**Task requirements**. In the listing below, repeat exactly every line from the first through the line containing "const ENABLE_LOGS: bool = true;", with nothing else.
(Data provided)
use std::{
    collections::VecDeque,
    sync::{
        atomic::{AtomicBool, Ordering},
        Arc, Mutex, MutexGuard,
    },
    time::Duration,
};

use anyhow::Result;
use tokio::time::Instant;

use crate::models::{RoadSegment, SurveySession, TelemetrySample};
use crate::settings::FlushConfig;
use crate::store::SurveyStore;

// Set to true to enable verbose logging in this module
const ENABLE_LOGS: bool = true;

use crate::{log_debug, log_warn};

struct BufferInner {
    samples: VecDeque<TelemetrySample>,
    last_flush: Instant,
}

/// Telemetry awaiting persistence, in capture order. Every
/// read-modify-write happens under one lock.
pub struct TelemetryBuffer {
    config: FlushConfig,
    inner: Mutex<BufferInner>,
}

impl TelemetryBuffer {
    pub fn new(config: FlushConfig) -> Self {
        Self {
            config,
            inner: Mutex::new(BufferInner {
                samples: VecDeque::new(),
                last_flush: Instant::now(),
            }),
        }
    }

    fn lock(&self) -> MutexGuard<'_, BufferInner> {
        match self.inner.lock() {
            Ok(guard) => guard,
            Err(poisoned) => poisoned.into_inner(),
        }
    }

    /// Appends a sample; returns true when a flush is due.
    pub fn push(&self, sample: TelemetrySample) -> bool {
        let mut inner = self.lock();
        inner.samples.push_back(sample);
        inner.samples.len() >= self.config.max_batch
            || inner.last_flush.elapsed() >= Duration::from_millis(self.config.max_interval_ms)
    }

    /// Takes everything buffered and restarts the flush interval.
    pub fn drain(&self) -> Vec<TelemetrySample> {
        let mut inner = self.lock();
        inner.last_flush = Instant::now();
        inner.samples.drain(..).collect()
    }

    /// Returns an unpersisted batch to the front, ahead of newer samples.
    pub fn requeue_front(&self, batch: Vec<TelemetrySample>) {
        let mut inner = self.lock();
        for sample in batch.into_iter().rev() {
            inner.samples.push_front(sample);
        }
    }

    pub fn clear(&self) {
        let mut inner = self.lock();
        inner.samples.clear();
        inner.last_flush = Instant::now();
    }

    pub fn len(&self) -> usize {
        self.lock().samples.len()
    }

    pub fn is_empty(&self) -> bool {
        self.len() == 0
    }
}

#[derive(Default)]
struct PendingWrites {
    segments: VecDeque<RoadSegment>,
    session: Option<SurveySession>,
}

/// Write-behind path to the store. Buffered telemetry, committed segments
/// and the final session record go out in that order; whatever the store
/// rejects is kept and retried on the next flush. Flushes are serialised so
/// batches land in capture order.
pub struct StoreFlusher {
    store: Arc<dyn SurveyStore>,
    buffer: Arc<TelemetryBuffer>,
    pending: Mutex<PendingWrites>,
    gate: tokio::sync::Mutex<()>,
    scheduled: AtomicBool,
}

impl StoreFlusher {
    pub fn new(store: Arc<dyn SurveyStore>, buffer: Arc<TelemetryBuffer>) -> Self {
        Self {
            store,
            buffer,
            pending: Mutex::new(PendingWrites::default()),
            gate: tokio::sync::Mutex::new(()),
            scheduled: AtomicBool::new(false),
        }
    }

    fn pending(&self) -> MutexGuard<'_, PendingWrites> {
        match self.pending.lock() {
            Ok(guard) => guard,
            Err(poisoned) => poisoned.into_inner(),
        }
    }

    /// Flushes now, waiting for any in-flight flush first. Returns the number
    /// of telemetry samples persisted; the first store error is returned
    /// after every queue has been tried.
    pub async fn flush(&self) -> Result<usize> {
        let _gate = self.gate.lock().await;
        let telemetry = self.flush_telemetry().await;
        let segments = self.flush_segments().await;
        let session = self.flush_session().await;
        let written = telemetry?;
        segments?;
        session?;
        Ok(written)
    }

    async fn flush_telemetry(&self) -> Result<usize> {
        let batch = self.buffer.drain();
        if batch.is_empty() {
            return Ok(0);
        }
        let count = batch.len();
        match self.store.insert_telemetry_batch(&batch).await {
            Ok(()) => {
                log_debug!("Flushed {} telemetry samples", count);
                Ok(count)
            }
            Err(err) => {
                log_warn!("Telemetry flush of {} samples failed, re-queued: {err:#}", count);
                self.buffer.requeue_front(batch);
                Err(err)
            }
        }
    }

    async fn flush_segments(&self) -> Result<()> {
        let mut segments = std::mem::take(&mut self.pending().segments);
        while let Some(segment) = segments.pop_front() {
            if let Err(err) = self.store.insert_segment(&segment).await {
                log_warn!("Segment {} not persisted, re-queued: {err:#}", segment.id);
                segments.push_front(segment);
                let mut pending = self.pending();
                while let Some(segment) = segments.pop_back() {
                    pending.segments.push_front(segment);
                }
                return Err(err);
            }
            log_debug!("Persisted segment {}", segment.id);
        }
        Ok(())
    }

    async fn flush_session(&self) -> Result<()> {
        let Some(session) = self.pending().session.take() else {
            return Ok(());
        };
        match self.store.update_session(&session).await {
            Ok(()) => Ok(()),
            Err(err) => {
                log_warn!("Session {} not finalised, re-queued: {err:#}", session.id);
                self.pending().session.get_or_insert(session);
                Err(err)
            }
        }
    }

    /// Queues a committed segment behind the buffered telemetry and flushes.
    pub async fn persist_segment(&self, segment: RoadSegment) -> Result<usize> {
        self.pending().segments.push_back(segment);
        self.flush().await
    }

    /// Queues the final session record and flushes.
    pub async fn persist_session(&self, session: SurveySession) -> Result<usize> {
        self.pending().session = Some(session);
        self.flush().await
    }

    /// Segments and session records still waiting for the store.
    pub fn pending_records(&self) -> usize {
        let pending = self.pending();
        pending.segments.len() + usize::from(pending.session.is_some())
    }

    /// Fire-and-forget flush on `runtime`. At most one background flush is
    /// pending at a time.
    pub fn schedule(self: &Arc<Self>, runtime: &tokio::runtime::Handle) {
        if self.scheduled.swap(true, Ordering::AcqRel) {
            return;
        }
        let flusher = Arc::clone(self);
        runtime.spawn(async move {
            // failures are already logged and re-queued
            let _ = flusher.flush().await;
            flusher.scheduled.store(false, Ordering::Release);
        });
    }

    /// Waits for an in-flight flush, then drops everything still queued.
    pub async fn abandon(&self) {
        let _gate = self.gate.lock().await;
        self.buffer.clear();
        *self.pending() = PendingWrites::default();
    }
}

#[cfg(test)]
mod tests {
    use super::*;
    use crate::models::GeoPoint;
    use crate::scoring::ConfidenceLevel;
    use crate::store::MemoryStore;
    use crate::vibration::RoadCondition;
    use chrono::Utc;

    fn store_segment(id: &str) -> RoadSegment {
        RoadSegment {
            id: id.into(),
            session_id: "s1".into(),
            started_at: Utc::now(),
            ended_at: Utc::now(),
            start_distance_m: 0.0,
            end_distance_m: 40.0,
            start_location: None,
            end_location: None,
            roughness_rms: 0.1,
            consistency: 1.0,
            confidence: 70,
            confidence_level: ConfidenceLevel::from_score(70),
            auto_condition: RoadCondition::Good,
            manual_condition: None,
            index: None,
            sample_count: 4,
            name: None,
            surface_type: None,
            notes: None,
            media: Vec::new(),
            assessment: None,
        }
    }

    fn sample(distance_m: f64) -> TelemetrySample {
        TelemetrySample {
            session_id: "s1".into(),
            timestamp: Utc::now(),
            position: GeoPoint {
                lat: 0.0,
                lon: 0.0,
                altitude: 0.0,
            },
            speed_mps: 10.0,
            accel_x: 0.0,
            accel_y: 0.0,
            accel_z: 0.1,
            gps_accuracy_m: 4.0,
            distance_m,
        }
    }

    #[tokio::test]
    async fn test_push_signals_at_batch_size() {
        let buffer = TelemetryBuffer::new(FlushConfig::default());
        for i in 0..9 {
            assert!(!buffer.push(sample(i as f64)));
        }
        assert!(buffer.push(sample(9.0)));
        assert_eq!(buffer.len(), 10);
    }

    #[tokio::test(start_paused = true)]
    async fn test_push_signals_after_interval() {
        let buffer = TelemetryBuffer::new(FlushConfig::default());
        assert!(!buffer.push(sample(0.0)));
        tokio::time::advance(Duration::from_millis(2001)).await;
        assert!(buffer.push(sample(1.0)));
        buffer.drain();
        assert!(!buffer.push(sample(2.0)));
    }

    #[tokio::test]
    async fn test_requeue_keeps_order() {
        let buffer = TelemetryBuffer::new(FlushConfig::default());
        buffer.push(sample(0.0));
        buffer.push(sample(1.0));
        let batch = buffer.drain();
        buffer.push(sample(2.0));
        buffer.requeue_front(batch);
        let order: Vec<f64> = buffer.drain().iter().map(|s| s.distance_m).collect();
        assert_eq!(order, vec![0.0, 1.0, 2.0]);
    }

    #[tokio::test]
    async fn test_failed_flush_requeues_then_succeeds() {
        let store = Arc::new(MemoryStore::new());
        let buffer = Arc::new(TelemetryBuffer::new(FlushConfig::default()));
        let flusher = StoreFlusher::new(store.clone(), buffer.clone());

        buffer.push(sample(0.0));
        buffer.push(sample(1.0));
        store.set_failing(true);
        assert!(flusher.flush().await.is_err());
        assert_eq!(buffer.len(), 2);

        store.set_failing(false);
        assert_eq!(flusher.flush().await.unwrap(), 2);
        assert!(buffer.is_empty());
        let stored = store.get_telemetry_for_session("s1").await.unwrap();
        assert_eq!(stored.len(), 2);
        assert_eq!(stored[0].distance_m, 0.0);
    }

    #[tokio::test]
    async fn test_rejected_records_wait_for_next_flush() {
        let store = Arc::new(MemoryStore::new());
        let buffer = Arc::new(TelemetryBuffer::new(FlushConfig::default()));
        let flusher = StoreFlusher::new(store.clone(), buffer.clone());
        let mut session = SurveySession::new("s1".into(), Utc::now(), None);
        store.create_session(&session).await.unwrap();

        store.set_failing(true);
        buffer.push(sample(0.0));
        let mut segment = store_segment("a");
        assert!(flusher.persist_segment(segment.clone()).await.is_err());
        segment.id = "b".into();
        assert!(flusher.persist_segment(segment).await.is_err());
        session.segment_count = 2;
        assert!(flusher.persist_session(session).await.is_err());
        assert_eq!(flusher.pending_records(), 3);
        assert_eq!(buffer.len(), 1);

        store.set_failing(false);
        assert_eq!(flusher.flush().await.unwrap(), 1);
        assert_eq!(flusher.pending_records(), 0);
        let ids: Vec<String> = store
            .get_segments_for_session("s1")
            .await
            .unwrap()
            .into_iter()
            .map(|s| s.id)
            .collect();
        assert_eq!(ids, vec!["a".to_string(), "b".to_string()]);
        let stored = store.get_session("s1").await.unwrap().unwrap();
        assert_eq!(stored.segment_count, 2);
    }

    #[tokio::test]
    async fn test_abandon_drops_queued_records() {
        let store = Arc::new(MemoryStore::new());
        let buffer = Arc::new(TelemetryBuffer::new(FlushConfig::default()));
        let flusher = StoreFlusher::new(store.clone(), buffer.clone());
        store.set_failing(true);
        buffer.push(sample(0.0));
        assert!(flusher.persist_segment(store_segment("a")).await.is_err());

        flusher.abandon().await;
        assert!(buffer.is_empty());
        assert_eq!(flusher.pending_records(), 0);
    }

    #[tokio::test]
    async fn test_empty_flush_is_noop() {
        let store = Arc::new(MemoryStore::new());
        let buffer = Arc::new(TelemetryBuffer::new(FlushConfig::default()));
        let flusher = StoreFlusher::new(store.clone(), buffer);
        assert_eq!(flusher.flush().await.unwrap(), 0);
        assert_eq!(store.telemetry_batches(), 0);
    }
}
(End Data provided)
**Response area**.
use std::{
    collections::VecDeque,
    sync::{
        atomic::{AtomicBool, Ordering},
        Arc, Mutex, MutexGuard,
    },
    time::Duration,
};

use anyhow::Result;
use tokio::time::Instant;

use crate::models::{RoadSegment, SurveySession, TelemetrySample};
use crate::settings::FlushConfig;
use crate::store::SurveyStore;

// Set to true to enable verbose logging in this module
const ENABLE_LOGS: bool = true;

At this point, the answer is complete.